Data listing START

//! Metrics collection and exposition.
//!
//! # Responsibilities
//! - Define control plane metrics (requests, publishes, previews)
//! - Expose a Prometheus-compatible scrape endpoint
//!
//! # Metrics
//! - `uicp_requests_total` (counter): requests by route, method, status
//! - `uicp_request_duration_seconds` (histogram): latency by route
//! - `uicp_publishes_total` (counter): publish attempts by environment, outcome
//! - `uicp_rollbacks_total` (counter): rollback attempts by environment, outcome
//! - `uicp_preview_sessions_issued_total` (counter)
//! - `uicp_preview_resolutions_total` (counter): by outcome
//! - `uicp_preview_sessions_active` (gauge): tracked sessions
//! - `uicp_documents_total` (gauge): stored versions
//!
//! # Design Decisions
//! - Recording is a no-op until a recorder is installed, so library code
//!   and tests can call these freely
//! - Outcome labels reuse the API error codes

use std::net::SocketAddr;
use std::time::Instant;

use metrics::{counter, describe_counter, describe_gauge, describe_histogram, gauge, histogram};
use metrics_exporter_prometheus::PrometheusBuilder;

/// Install the Prometheus recorder and its HTTP listener.
pub fn init_metrics(addr: SocketAddr) {
    match PrometheusBuilder::new().with_http_listener(addr).install() {
        Ok(()) => {
            describe();
            tracing::info!(address = %addr, "Metrics exporter listening");
        }
        Err(e) => tracing::error!(address = %addr, error = %e, "Failed to install metrics exporter"),
    }
}

fn describe() {
    describe_counter!("uicp_requests_total", "HTTP requests served");
    describe_histogram!("uicp_request_duration_seconds", "HTTP request latency");
    describe_counter!("uicp_publishes_total", "Publish attempts");
    describe_counter!("uicp_rollbacks_total", "Rollback attempts");
    describe_counter!("uicp_preview_sessions_issued_total", "Preview codes issued");
    describe_counter!("uicp_preview_resolutions_total", "Preview code lookups");
    describe_gauge!("uicp_preview_sessions_active", "Tracked preview sessions");
    describe_gauge!("uicp_documents_total", "Stored document versions");
}

pub fn record_request(method: &str, route: &str, status: u16, start: Instant) {
    counter!(
        "uicp_requests_total",
        "method" => method.to_string(),
        "route" => route.to_string(),
        "status" => status.to_string()
    )
    .increment(1);
    histogram!("uicp_request_duration_seconds", "route" => route.to_string())
        .record(start.elapsed().as_secs_f64());
}

pub fn record_publish(environment: &str, outcome: &'static str) {
    counter!(
        "uicp_publishes_total",
        "environment" => environment.to_string(),
        "outcome" => outcome
    )
    .increment(1);
}

pub fn record_rollback(environment: &str, outcome: &'static str) {
    counter!(
        "uicp_rollbacks_total",
        "environment" => environment.to_string(),
        "outcome" => outcome
    )
    .increment(1);
}

pub fn record_preview_issued() {
    counter!("uicp_preview_sessions_issued_total").increment(1);
}

pub fn record_preview_resolution(outcome: &'static str) {
    counter!("uicp_preview_resolutions_total", "outcome" => outcome).increment(1);
}

pub fn record_active_previews(count: usize) {
    gauge!("uicp_preview_sessions_active").set(count as f64);
}

pub fn record_documents(count: usize) {
    gauge!("uicp_documents_total").set(count as f64);
}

Data listing END

All records shown above must be set down again verbatim.

//! Metrics collection and exposition.
//!
//! # Responsibilities
//! - Define control plane metrics (requests, publishes, previews)
//! - Expose a Prometheus-compatible scrape endpoint
//!
//! # Metrics
//! - `uicp_requests_total` (counter): requests by route, method, status
//! - `uicp_request_duration_seconds` (histogram): latency by route
//! - `uicp_publishes_total` (counter): publish attempts by environment, outcome
//! - `uicp_rollbacks_total` (counter): rollback attempts by environment, outcome
//! - `uicp_preview_sessions_issued_total` (counter)
//! - `uicp_preview_resolutions_total` (counter): by outcome
//! - `uicp_preview_sessions_active` (gauge): tracked sessions
//! - `uicp_documents_total` (gauge): stored versions
//!
//! # Design Decisions
//! - Recording is a no-op until a recorder is installed, so library code
//!   and tests can call these freely
//! - Outcome labels reuse the API error codes

use std::net::SocketAddr;
use std::time::Instant;

use metrics::{counter, describe_counter, describe_gauge, describe_histogram, gauge, histogram};
use metrics_exporter_prometheus::PrometheusBuilder;

/// Install the Prometheus recorder and its HTTP listener.
pub fn init_metrics(addr: SocketAddr) {
    match PrometheusBuilder::new().with_http_listener(addr).install() {
        Ok(()) => {
            describe();
            tracing::info!(address = %addr, "Metrics exporter listening");
        }
        Err(e) => tracing::error!(address = %addr, error = %e, "Failed to install metrics exporter"),
    }
}

fn describe() {
    describe_counter!("uicp_requests_total", "HTTP requests served");
    describe_histogram!("uicp_request_duration_seconds", "HTTP request latency");
    describe_counter!("uicp_publishes_total", "Publish attempts");
    describe_counter!("uicp_rollbacks_total", "Rollback attempts");
    describe_counter!("uicp_preview_sessions_issued_total", "Preview codes issued");
    describe_counter!("uicp_preview_resolutions_total", "Preview code lookups");
    describe_gauge!("uicp_preview_sessions_active", "Tracked preview sessions");
    describe_gauge!("uicp_documents_total", "Stored document versions");
}

pub fn record_request(method: &str, route: &str, status: u16, start: Instant) {
    counter!(
        "uicp_requests_total",
        "method" => method.to_string(),
        "route" => route.to_string(),
        "status" => status.to_string()
    )
    .increment(1);
    histogram!("uicp_request_duration_seconds", "route" => route.to_string())
        .record(start.elapsed().as_secs_f64());
}

pub fn record_publish(environment: &str, outcome: &'static str) {
    counter!(
        "uicp_publishes_total",
        "environment" => environment.to_string(),
        "outcome" => outcome
    )
    .increment(1);
}

pub fn record_rollback(environment: &str, outcome: &'static str) {
    counter!(
        "uicp_rollbacks_total",
        "environment" => environment.to_string(),
        "outcome" => outcome
    )
    .increment(1);
}

pub fn record_preview_issued() {
    counter!("uicp_preview_sessions_issued_total").increment(1);
}

pub fn record_preview_resolution(outcome: &'static str) {
    counter!("uicp_preview_resolutions_total", "outcome" => outcome).increment(1);
}

pub fn record_active_previews(count: usize) {
    gauge!("uicp_preview_sessions_active").set(count as f64);
}

pub fn record_documents(count: usize) {
    gauge!("uicp_documents_total").set(count as f64);
}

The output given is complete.